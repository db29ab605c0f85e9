//! Wall-clock timer for the CCIP relay phase.

use crate::blockchain::bridge::{TransferState, TransferStatus};
use chrono::{DateTime, Duration as ChronoDuration, Utc};
use serde::Serialize;
use tracing::debug;

/// Source of the current time.
pub trait Clock: Send + Sync + 'static {
    fn now(&self) -> DateTime<Utc>;
}

/// Plain system time.
#[derive(Debug, Clone, Copy, Default)]
pub struct SystemClock;

impl Clock for SystemClock {
    fn now(&self) -> DateTime<Utc> {
        Utc::now()
    }
}

/// Wall clock that advances with `tokio::time`, so it follows paused time in tests.
#[derive(Debug, Clone, Copy)]
pub struct TokioClock {
    anchor_utc: DateTime<Utc>,
    anchor: tokio::time::Instant,
}

impl TokioClock {
    pub fn new() -> Self {
        Self { anchor_utc: Utc::now(), anchor: tokio::time::Instant::now() }
    }
}

impl Default for TokioClock {
    fn default() -> Self {
        Self::new()
    }
}

impl Clock for TokioClock {
    fn now(&self) -> DateTime<Utc> {
        let elapsed =
            ChronoDuration::from_std(self.anchor.elapsed()).unwrap_or_else(|_| ChronoDuration::zero());
        self.anchor_utc + elapsed
    }
}

/// Start is taken once per attempt; elapsed time only moves while bridging.
#[derive(Debug, Clone, Default, Serialize, PartialEq)]
pub struct BridgeTimer {
    started_at: Option<DateTime<Utc>>,
    elapsed_secs: u64,
    running: bool,
}

impl BridgeTimer {
    pub fn new() -> Self {
        Self::default()
    }

    /// Feed a state snapshot. Returns `true` when this observation started the timer.
    pub fn observe(&mut self, state: &TransferState, now: DateTime<Utc>) -> bool {
        let mut started = false;
        if self.started_at.is_none() && state.bridge_started() {
            debug!(at = %now, "Bridge timer started");
            self.started_at = Some(now);
            self.elapsed_secs = 0;
            started = true;
        }
        let was_running = self.running;
        self.running = self.started_at.is_some() && state.status == TransferStatus::Bridging;
        if was_running && !self.running {
            debug!(elapsed_secs = self.elapsed_secs, status = %state.status, "Bridge timer frozen");
        }
        started
    }

    /// Recompute elapsed seconds if running; frozen otherwise.
    pub fn tick(&mut self, now: DateTime<Utc>) -> u64 {
        if let (true, Some(start)) = (self.running, self.started_at) {
            let millis = (now - start).num_milliseconds().max(0) as u64;
            self.elapsed_secs = millis / 1000;
        }
        self.elapsed_secs
    }

    /// Forget the current attempt.
    pub fn reset(&mut self) {
        *self = Self::default();
    }

    pub fn started_at(&self) -> Option<DateTime<Utc>> {
        self.started_at
    }

    pub fn elapsed_secs(&self) -> u64 {
        self.elapsed_secs
    }

    pub fn is_running(&self) -> bool {
        self.running
    }
}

--------------------

**Problem to work on:** Could you reproduce exactly the lines of the entries above, from the one with "pub struct TokioClock" through the one with "self.elapsed_secs = 0;", and nothing else?

**Response to this exercise:**
pub struct TokioClock {
    anchor_utc: DateTime<Utc>,
    anchor: tokio::time::Instant,
}

impl TokioClock {
    pub fn new() -> Self {
        Self { anchor_utc: Utc::now(), anchor: tokio::time::Instant::now() }
    }
}

impl Default for TokioClock {
    fn default() -> Self {
        Self::new()
    }
}

impl Clock for TokioClock {
    fn now(&self) -> DateTime<Utc> {
        let elapsed =
            ChronoDuration::from_std(self.anchor.elapsed()).unwrap_or_else(|_| ChronoDuration::zero());
        self.anchor_utc + elapsed
    }
}

/// Start is taken once per attempt; elapsed time only moves while bridging.
#[derive(Debug, Clone, Default, Serialize, PartialEq)]
pub struct BridgeTimer {
    started_at: Option<DateTime<Utc>>,
    elapsed_secs: u64,
    running: bool,
}

impl BridgeTimer {
    pub fn new() -> Self {
        Self::default()
    }

    /// Feed a state snapshot. Returns `true` when this observation started the timer.
    pub fn observe(&mut self, state: &TransferState, now: DateTime<Utc>) -> bool {
        let mut started = false;
        if self.started_at.is_none() && state.bridge_started() {
            debug!(at = %now, "Bridge timer started");
            self.started_at = Some(now);
            self.elapsed_secs = 0;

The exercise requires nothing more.